▸ **EXERCISE**: Only these lines of the data below are wanted: the one with "can be used", the one with "Current image size", and any lines between them, each repeated exactly.

───── MATERIAL PROVIDED

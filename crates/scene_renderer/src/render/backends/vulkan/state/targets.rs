//! Presentation targets
//!
//! A [`PresentTarget`] is a ring of colour images the frame manager acquires,
//! renders into and presents. The KHR [`Swapchain`](super::swapchain::Swapchain)
//! is the windowed implementation; [`OffscreenTarget`](super::offscreen::OffscreenTarget)
//! stands in for it in headless runs.

use ash::vk;

use crate::render::backends::vulkan::{VulkanContext, VulkanResult};

/// Result of asking the target for its next image
#[derive(Debug, Clone, Copy, PartialEq, Eq)]
pub enum AcquireOutcome {
    /// Image `index` will be ready once the signal semaphore fires
    Acquired {
        /// Image index
        index: u32,
        /// The image is usable but the target no longer matches the surface
        suboptimal: bool,
    },
    /// No image became available within the timeout
    Timeout,
    /// The target must be rebuilt before it can be used
    OutOfDate,
}

/// Result of queueing an image for presentation
#[derive(Debug, Clone, Copy, PartialEq, Eq)]
pub enum PresentOutcome {
    /// Queued normally
    Presented,
    /// Queued (or dropped) but the target must be rebuilt
    NeedsRebuild,
}

/// A ring of images the frame manager renders into
pub trait PresentTarget {
    /// Current image size
    fn extent(&self) -> vk::Extent2D;

    /// Colour format of every image
    fn format(&self) -> vk::Format;

    /// One view per image, indexed like acquired images
    fn image_views(&self) -> &[vk::ImageView];

    /// Number of images in the ring
    fn image_count(&self) -> usize {
        self.image_views().len()
    }

    /// Layout the main render pass must leave images in
    fn final_layout(&self) -> vk::ImageLayout;

    /// Get the next image, signalling `signal` when it is ready
    fn acquire(&mut self, signal: vk::Semaphore, timeout_ns: u64) -> VulkanResult<AcquireOutcome>;

    /// Queue image `index` once `wait` has signalled
    fn present(&mut self, queue: vk::Queue, index: u32, wait: vk::Semaphore) -> VulkanResult<PresentOutcome>;

    /// Recreate every image at `extent`; the device must be idle
    fn rebuild(&mut self, context: &VulkanContext, extent: vk::Extent2D) -> VulkanResult<()>;

    /// Whether presentation waits for vertical blank
    fn vsync(&self) -> bool;

    /// Change vsync; takes effect on the next rebuild
    fn set_vsync(&mut self, vsync: bool);
}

──────────

▸ **THE COMPLETED TASK**:
    /// The target must be rebuilt before it can be used
    OutOfDate,
}

/// Result of queueing an image for presentation
#[derive(Debug, Clone, Copy, PartialEq, Eq)]
pub enum PresentOutcome {
    /// Queued normally
    Presented,
    /// Queued (or dropped) but the target must be rebuilt
    NeedsRebuild,
}

/// A ring of images the frame manager renders into
pub trait PresentTarget {
    /// Current image size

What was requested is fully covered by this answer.